Layer 2: Control Plane:
  • VTEP table:
    • Table that lists all VTEPs  that have VMs connected to the logical switch.
    • There is one VTEP per logical switch.
  • MAC table:
    • Table that lists the MAC Addresses of VMs connected to the logical switches.


  • ARP table:
    • Table that lists the ARP entries of VMs connected to the logical switches.

Layer 3: Control Plane

  • NSX controllers have the routing table for each distributed logical router.
  • It has the list of all hosts running a copy of distributed logical router.

Deploying NSX Controllers

  • NSX controllers are virtual appliances deployed by the NSX Manager.
  • The NSX controllers must be deployed in the same vCenter associated with NSX Manager. (It can also be deployed via REST API)
    • There should be at least 1 NSX controller be deployed before deploying any logical switches & DLR (Distributed Logical Routers)
    • If the NSX Manager can’t establish communication to the NSX controller due to any reason, it deletes the appliance.
    • Port requirement for the NSX controller communication with the NSX Manager & ESXi hosts are mentioned in the below link which needs to be opened in the network.
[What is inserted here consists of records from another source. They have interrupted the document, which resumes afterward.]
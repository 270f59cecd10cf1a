use std::sync::Arc;
use tokio::sync::Mutex;
use tracing::{debug, info};

use crate::bail;
use crate::config::{ConfigMap, ConfigSchema, FieldSet, parse_config};
use crate::context::Context;
use crate::destination::base::{Destination, Record};
use crate::error::{ErrorKind, SdkResult};
use crate::parameter::{Parameter, ParameterType, Parameters, Validation, validate_config};

/// Maximum number of records kept by a [`MemoryDestination`], `0` for no limit.
pub const CAPACITY_KEY: &str = "memory.capacity";
/// Name the destination reports in its logs.
pub const NAME_KEY: &str = "memory.name";

#[derive(Debug, Clone, PartialEq, Eq)]
pub struct MemoryConfig {
    pub capacity: usize,
    pub name: String,
}

impl Default for MemoryConfig {
    fn default() -> Self {
        Self {
            capacity: 0,
            name: "memory".to_string(),
        }
    }
}

impl ConfigSchema for MemoryConfig {
    fn register<'a>(&'a mut self, fields: &mut FieldSet<'a>) {
        fields
            .field(CAPACITY_KEY, &mut self.capacity)
            .field(NAME_KEY, &mut self.name);
    }
}

#[derive(Debug, Default)]
struct Inner {
    raw_config: ConfigMap,
    config: MemoryConfig,
    records: Vec<Record>,
    batches: Vec<usize>,
    batch_flags: Vec<bool>,
    open: bool,
}

/// A destination keeping every written record in memory.
///
/// Clones share the same storage, which lets a caller keep a handle on the records after the
/// destination has been moved into a middleware.
#[derive(Debug, Clone)]
pub struct MemoryDestination {
    inner: Arc<Mutex<Inner>>,
}

impl MemoryDestination {
    pub fn new() -> Self {
        Self {
            inner: Arc::new(Mutex::new(Inner::default())),
        }
    }

    /// Returns the configuration map received by [`Destination::configure`].
    pub async fn raw_config(&self) -> ConfigMap {
        self.inner.lock().await.raw_config.clone()
    }

    pub async fn config(&self) -> MemoryConfig {
        self.inner.lock().await.config.clone()
    }

    pub async fn records(&self) -> Vec<Record> {
        self.inner.lock().await.records.clone()
    }

    /// Returns the size of every batch written so far, in order.
    pub async fn batches(&self) -> Vec<usize> {
        self.inner.lock().await.batches.clone()
    }

    /// Returns, for every batch written so far, whether its context had batching enabled.
    pub async fn batch_flags(&self) -> Vec<bool> {
        self.inner.lock().await.batch_flags.clone()
    }

    pub async fn is_open(&self) -> bool {
        self.inner.lock().await.open
    }
}

impl Default for MemoryDestination {
    fn default() -> Self {
        Self::new()
    }
}

impl Destination for MemoryDestination {
    fn parameters(&self) -> Parameters {
        let defaults = MemoryConfig::default();

        Parameters::from([
            (
                CAPACITY_KEY.to_string(),
                Parameter::new(
                    ParameterType::Int,
                    "Maximum number of records kept in memory, 0 for no limit.",
                )
                .with_default(defaults.capacity.to_string())
                .with_validation(Validation::GreaterThan(-1.0)),
            ),
            (
                NAME_KEY.to_string(),
                Parameter::new(ParameterType::String, "Name used in the destination logs.")
                    .with_default(defaults.name),
            ),
        ])
    }

    async fn configure(&mut self, _ctx: &Context, config: &mut ConfigMap) -> SdkResult<()> {
        validate_config(&self.parameters(), config)?;
        let parsed: MemoryConfig = parse_config(config)?;

        let mut inner = self.inner.lock().await;
        info!(name = %parsed.name, capacity = parsed.capacity, "configured memory destination");
        inner.raw_config = config.clone();
        inner.config = parsed;

        Ok(())
    }

    async fn open(&mut self, _ctx: &Context) -> SdkResult<()> {
        let mut inner = self.inner.lock().await;
        info!(name = %inner.config.name, "opening memory destination");
        inner.open = true;

        Ok(())
    }

    async fn write(&self, ctx: &Context, records: Vec<Record>) -> SdkResult<usize> {
        let mut inner = self.inner.lock().await;
        if !inner.open {
            bail!(
                ErrorKind::InvalidState,
                "Destination is not open",
                format!("{} received a write before open", inner.config.name)
            );
        }

        let capacity = inner.config.capacity;
        if capacity > 0 && inner.records.len() + records.len() > capacity {
            bail!(
                ErrorKind::DestinationError,
                "Memory destination is full",
                format!(
                    "{} holds {} of {capacity} records, cannot add {}",
                    inner.config.name,
                    inner.records.len(),
                    records.len()
                )
            );
        }

        let written = records.len();
        info!(
            name = %inner.config.name,
            records = written,
            batch_enabled = ctx.batch_enabled(),
            "writing a batch of records"
        );
        for record in &records {
            debug!("  {:?}", record);
        }

        inner.records.extend(records);
        inner.batches.push(written);
        inner.batch_flags.push(ctx.batch_enabled());

        Ok(written)
    }

    async fn teardown(&mut self, _ctx: &Context) -> SdkResult<()> {
        let mut inner = self.inner.lock().await;
        info!(
            name = %inner.config.name,
            records = inner.records.len(),
            "tearing down memory destination"
        );
        inner.open = false;

        Ok(())
    }
}

#[cfg(test)]
mod tests {
    use super::*;

    fn config(pairs: &[(&str, &str)]) -> ConfigMap {
        pairs
            .iter()
            .map(|(k, v)| (k.to_string(), v.to_string()))
            .collect()
    }

    #[tokio::test]
    async fn stores_records_after_open() {
        let mut destination = MemoryDestination::new();
        let ctx = Context::background();

        destination
            .configure(&ctx, &mut config(&[(NAME_KEY, "sink")]))
            .await
            .unwrap();
        let err = destination
            .write(&ctx, vec![Record::new("a")])
            .await
            .unwrap_err();
        assert_eq!(err.kind(), ErrorKind::InvalidState);

        destination.open(&ctx).await.unwrap();
        let written = destination
            .write(&ctx, vec![Record::new("a"), Record::with_key("k", "b")])
            .await
            .unwrap();

        assert_eq!(written, 2);
        assert_eq!(destination.config().await.name, "sink");
        assert_eq!(
            destination.records().await,
            vec![Record::new("a"), Record::with_key("k", "b")]
        );
        assert_eq!(destination.batches().await, vec![2]);
        assert_eq!(destination.batch_flags().await, vec![false]);

        destination.teardown(&ctx).await.unwrap();
        assert!(!destination.is_open().await);
    }

    #[tokio::test]
    async fn rejects_writes_over_capacity() {
        let mut destination = MemoryDestination::new();
        let ctx = Context::background();

        destination
            .configure(&ctx, &mut config(&[(CAPACITY_KEY, "2")]))
            .await
            .unwrap();
        destination.open(&ctx).await.unwrap();

        destination
            .write(&ctx, vec![Record::new("a")])
            .await
            .unwrap();
        let err = destination
            .write(&ctx, vec![Record::new("b"), Record::new("c")])
            .await
            .unwrap_err();

        assert_eq!(err.kind(), ErrorKind::DestinationError);
        assert_eq!(destination.records().await.len(), 1);
    }

    #[tokio::test]
    async fn invalid_configuration_is_rejected() {
        let mut destination = MemoryDestination::new();
        let ctx = Context::background();

        let err = destination
            .configure(&ctx, &mut config(&[(CAPACITY_KEY, "-3")]))
            .await
            .unwrap_err();
        assert_eq!(err.kind(), ErrorKind::ValidationError);

        let err = destination
            .configure(&ctx, &mut config(&[(CAPACITY_KEY, "lots")]))
            .await
            .unwrap_err();
        assert_eq!(err.kind(), ErrorKind::ValidationError);
    }
}
use std::time::Duration;

use crate::bail;
use crate::error::{ErrorKind, SdkResult};

const NANOS_PER_MICRO: u128 = 1_000;
const NANOS_PER_MILLI: u128 = 1_000_000;
const NANOS_PER_SECOND: u128 = 1_000_000_000;

/// Units accepted in a duration string, with their length in nanoseconds.
const UNITS: &[(&str, u128)] = &[
    ("ns", 1),
    ("us", NANOS_PER_MICRO),
    ("\u{b5}s", NANOS_PER_MICRO),
    ("\u{3bc}s", NANOS_PER_MICRO),
    ("ms", NANOS_PER_MILLI),
    ("s", NANOS_PER_SECOND),
    ("m", 60 * NANOS_PER_SECOND),
    ("h", 3600 * NANOS_PER_SECOND),
];

/// Parses a duration string such as `"300ms"`, `"1.5h"` or `"2h45m"`.
///
/// A duration string is a sequence of decimal numbers, each with an optional fraction and a
/// mandatory unit suffix. Valid units are `ns`, `us` (or `µs`), `ms`, `s`, `m` and `h`. The bare
/// string `"0"` is accepted without a unit. Negative durations cannot be represented and are
/// rejected unless they are zero.
pub fn parse_duration(value: &str) -> SdkResult<Duration> {
    let mut rest = value;
    let mut negative = false;
    if let Some(stripped) = rest.strip_prefix('-') {
        negative = true;
        rest = stripped;
    } else if let Some(stripped) = rest.strip_prefix('+') {
        rest = stripped;
    }

    if rest == "0" {
        return Ok(Duration::ZERO);
    }
    if rest.is_empty() {
        bail!(
            ErrorKind::ConfigDecodeFailed,
            "Invalid duration",
            format!("empty duration (received: {value:?})")
        );
    }

    let mut total: u128 = 0;
    while !rest.is_empty() {
        let (whole, after_whole) = split_digits(rest);
        let mut fraction = "";
        let mut after_number = after_whole;
        if let Some(stripped) = after_whole.strip_prefix('.') {
            let (digits, after_fraction) = split_digits(stripped);
            fraction = digits;
            after_number = after_fraction;
        }
        if whole.is_empty() && fraction.is_empty() {
            bail!(
                ErrorKind::ConfigDecodeFailed,
                "Invalid duration",
                format!("expected a number (received: {value:?})")
            );
        }

        let unit_len = after_number
            .find(|c: char| c == '.' || c.is_ascii_digit())
            .unwrap_or(after_number.len());
        let (unit, remaining) = after_number.split_at(unit_len);
        if unit.is_empty() {
            bail!(
                ErrorKind::ConfigDecodeFailed,
                "Invalid duration",
                format!("missing unit (received: {value:?})")
            );
        }
        let Some(&(_, unit_nanos)) = UNITS.iter().find(|(name, _)| *name == unit) else {
            bail!(
                ErrorKind::ConfigDecodeFailed,
                "Invalid duration",
                format!("unknown unit {unit:?} (received: {value:?})")
            );
        };

        let whole_value: u128 = if whole.is_empty() {
            0
        } else {
            match whole.parse::<u128>() {
                Ok(v) => v,
                Err(_) => bail!(
                    ErrorKind::ConfigDecodeFailed,
                    "Invalid duration",
                    format!("duration out of range (received: {value:?})")
                ),
            }
        };
        let mut component = whole_value.checked_mul(unit_nanos);
        if !fraction.is_empty() {
            // Fractions only need to be precise to the nanosecond.
            let digits = &fraction[..fraction.len().min(18)];
            let numerator = digits.parse::<u128>().unwrap_or(0);
            let scale = 10u128.pow(digits.len() as u32);
            component = component.map(|c| c + numerator * unit_nanos / scale);
        }

        total = match component.and_then(|c| total.checked_add(c)) {
            Some(t) if t <= u64::MAX as u128 * NANOS_PER_SECOND => t,
            _ => bail!(
                ErrorKind::ConfigDecodeFailed,
                "Invalid duration",
                format!("duration out of range (received: {value:?})")
            ),
        };
        rest = remaining;
    }

    if negative && total != 0 {
        bail!(
            ErrorKind::ConfigDecodeFailed,
            "Invalid duration",
            format!("negative durations are not supported (received: {value:?})")
        );
    }

    let secs = (total / NANOS_PER_SECOND) as u64;
    let nanos = (total % NANOS_PER_SECOND) as u32;

    Ok(Duration::new(secs, nanos))
}

/// Formats a duration the way [`parse_duration`] reads it back, e.g. `"0s"`, `"1s"`,
/// `"1m30s"`, `"1h0m0s"` or `"250ms"`.
pub fn format_duration(duration: Duration) -> String {
    let nanos = duration.as_nanos();
    if nanos == 0 {
        return "0s".to_string();
    }

    if nanos < NANOS_PER_SECOND {
        let (scale, unit) = if nanos < NANOS_PER_MICRO {
            (1, "ns")
        } else if nanos < NANOS_PER_MILLI {
            (NANOS_PER_MICRO, "\u{b5}s")
        } else {
            (NANOS_PER_MILLI, "ms")
        };
        return format!("{}{unit}", format_scaled(nanos, scale));
    }

    let total_secs = duration.as_secs();
    let hours = total_secs / 3600;
    let minutes = (total_secs % 3600) / 60;
    let seconds = format_scaled(
        (total_secs % 60) as u128 * NANOS_PER_SECOND + duration.subsec_nanos() as u128,
        NANOS_PER_SECOND,
    );

    if hours > 0 {
        format!("{hours}h{minutes}m{seconds}s")
    } else if minutes > 0 {
        format!("{minutes}m{seconds}s")
    } else {
        format!("{seconds}s")
    }
}

/// Renders `value / scale` with as many decimals as needed and no trailing zeros.
fn format_scaled(value: u128, scale: u128) -> String {
    let whole = value / scale;
    let fraction = value % scale;
    if fraction == 0 {
        return whole.to_string();
    }

    let width = scale.to_string().len() - 1;
    let digits = format!("{fraction:0width$}");

    format!("{whole}.{}", digits.trim_end_matches('0'))
}

fn split_digits(value: &str) -> (&str, &str) {
    let end = value
        .find(|c: char| !c.is_ascii_digit())
        .unwrap_or(value.len());
    value.split_at(end)
}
  • In Production environment there should be 3 NSX controllers per NSX manager to provide redundancy & failover capability.
  • The NSX controllers should be deployed in separate ESXi hosts to prevent single point of failure.
    • It is recommended to configure DRS anti-affinity rule to prevent the controllers from residing on the same host.
  • When NSX controllers get deployed they automatically form the cluster among themselves.
    • The 1st NSX Controller will join the cluster by itself before the next controllers gets deployed.
    • The 2nd & 3rd controllers can be deployed only after successful deployment of the 1st controller. It cannot be deployed in parallel.
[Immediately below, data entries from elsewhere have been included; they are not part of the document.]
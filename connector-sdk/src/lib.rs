pub mod concurrency;
pub mod config;
pub mod context;
pub mod destination;
pub mod error;
mod macros;
pub mod middleware;
pub mod parameter;
#[cfg(any(test, feature = "test-utils"))]
pub mod test_utils;
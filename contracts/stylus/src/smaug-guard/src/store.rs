//! State seam between the guard logic and wherever its state lives.
//!
//! The Stylus contract implements [`GuardStore`] over its `sol_storage!` layout; [`MemoryStore`]
//! keeps the same state in ordinary collections for off-chain simulation and tests.

use alloc::{collections::BTreeMap, vec::Vec};

use stylus_sdk::alloy_primitives::{Address, FixedBytes};

use smaug_guard_types::Policy;

use crate::{approvals::PreApproval, schedule::UpdateSlot, usage::AssetState};

pub trait GuardStore {
    fn is_initialized(&self) -> bool;
    /// Record the one-time configuration. Callers check [`GuardStore::is_initialized`] first.
    fn initialize(&mut self, admin: Address, safe: Address, ttl: u64);

    fn admin(&self) -> Address;
    fn safe(&self) -> Address;

    fn ttl(&self) -> u64;
    fn set_ttl(&mut self, ttl: u64);
    fn pending_ttl(&self) -> UpdateSlot<u64>;
    fn set_pending_ttl(&mut self, slot: UpdateSlot<u64>);

    /// Protected assets, in the order they were added.
    fn protected_assets(&self) -> Vec<Address>;
    fn asset_state(&self, asset: Address) -> Option<AssetState>;
    /// Write an asset's state, registering the asset if it is not yet protected.
    fn put_asset_state(&mut self, asset: Address, state: AssetState);
    fn pending_policy(&self, asset: Address) -> UpdateSlot<Policy>;
    fn set_pending_policy(&mut self, asset: Address, slot: UpdateSlot<Policy>);

    fn approval(&self, tx_hash: FixedBytes<32>) -> Option<PreApproval>;
    fn put_approval(&mut self, tx_hash: FixedBytes<32>, approval: PreApproval);

    /// Whether a pre-check is waiting for its post-check.
    fn check_open(&self) -> bool;
    fn set_check_open(&mut self, open: bool);
}

/// In-memory [`GuardStore`].
#[derive(Clone, Debug, Default)]
pub struct MemoryStore {
    initialized: bool,
    admin: Address,
    safe: Address,
    ttl: u64,
    pending_ttl: UpdateSlot<u64>,
    assets: Vec<Address>,
    states: BTreeMap<Address, AssetState>,
    pending_policies: BTreeMap<Address, UpdateSlot<Policy>>,
    approvals: BTreeMap<FixedBytes<32>, PreApproval>,
    check_open: bool,
}

impl MemoryStore {
    pub fn new() -> Self {
        Self::default()
    }
}

impl GuardStore for MemoryStore {
    fn is_initialized(&self) -> bool {
        self.initialized
    }

    fn initialize(&mut self, admin: Address, safe: Address, ttl: u64) {
        self.initialized = true;
        self.admin = admin;
        self.safe = safe;
        self.ttl = ttl;
    }

    fn admin(&self) -> Address {
        self.admin
    }

    fn safe(&self) -> Address {
        self.safe
    }

    fn ttl(&self) -> u64 {
        self.ttl
    }

    fn set_ttl(&mut self, ttl: u64) {
        self.ttl = ttl;
    }

    fn pending_ttl(&self) -> UpdateSlot<u64> {
        self.pending_ttl.clone()
    }

    fn set_pending_ttl(&mut self, slot: UpdateSlot<u64>) {
        self.pending_ttl = slot;
    }

    fn protected_assets(&self) -> Vec<Address> {
        self.assets.clone()
    }

    fn asset_state(&self, asset: Address) -> Option<AssetState> {
        self.states.get(&asset).copied()
    }

    fn put_asset_state(&mut self, asset: Address, state: AssetState) {
        if self.states.insert(asset, state).is_none() {
            self.assets.push(asset);
        }
    }

    fn pending_policy(&self, asset: Address) -> UpdateSlot<Policy> {
        self.pending_policies.get(&asset).cloned().unwrap_or_default()
    }

    fn set_pending_policy(&mut self, asset: Address, slot: UpdateSlot<Policy>) {
        match slot {
            UpdateSlot::Idle => {
                self.pending_policies.remove(&asset);
            }
            pending => {
                self.pending_policies.insert(asset, pending);
            }
        }
    }

    fn approval(&self, tx_hash: FixedBytes<32>) -> Option<PreApproval> {
        self.approvals.get(&tx_hash).copied()
    }

    fn put_approval(&mut self, tx_hash: FixedBytes<32>, approval: PreApproval) {
        self.approvals.insert(tx_hash, approval);
    }

    fn check_open(&self) -> bool {
        self.check_open
    }

    fn set_check_open(&mut self, open: bool) {
        self.check_open = open;
    }
}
NSX Controller Master & Recovery:

  • When the cluster is formed the Layer 2 & Layer 3 control plane responsibilities are shared among all the NSX controllers.
    • The layer 2 NSX controller master assigns layer 2 control plane responsibility on a per logical switch basis to each NSX controller in the cluster.
    • The layer 3 NSX controller master assigns the layer 3 forwarding table on per DLR to each NSX controller in the cluster including the master.
    • The process of assigning the logical switches & logical routers to different NSX controllers is called “slicing”.
  • When a NSX controller goes down or becomes unresponsive the data plane continues to operate without any interruption.
    • When one of the NSX controllers goes down, the master assigns the role of the failed NSX controllers to the other available NSX controllers.
    • In case the Master NSX controllers go down, the available NSX controllers will be electing the new master.
    • The newly elected master NSX controller will recover the control plane of the affected logical switches & the distributed logical routers.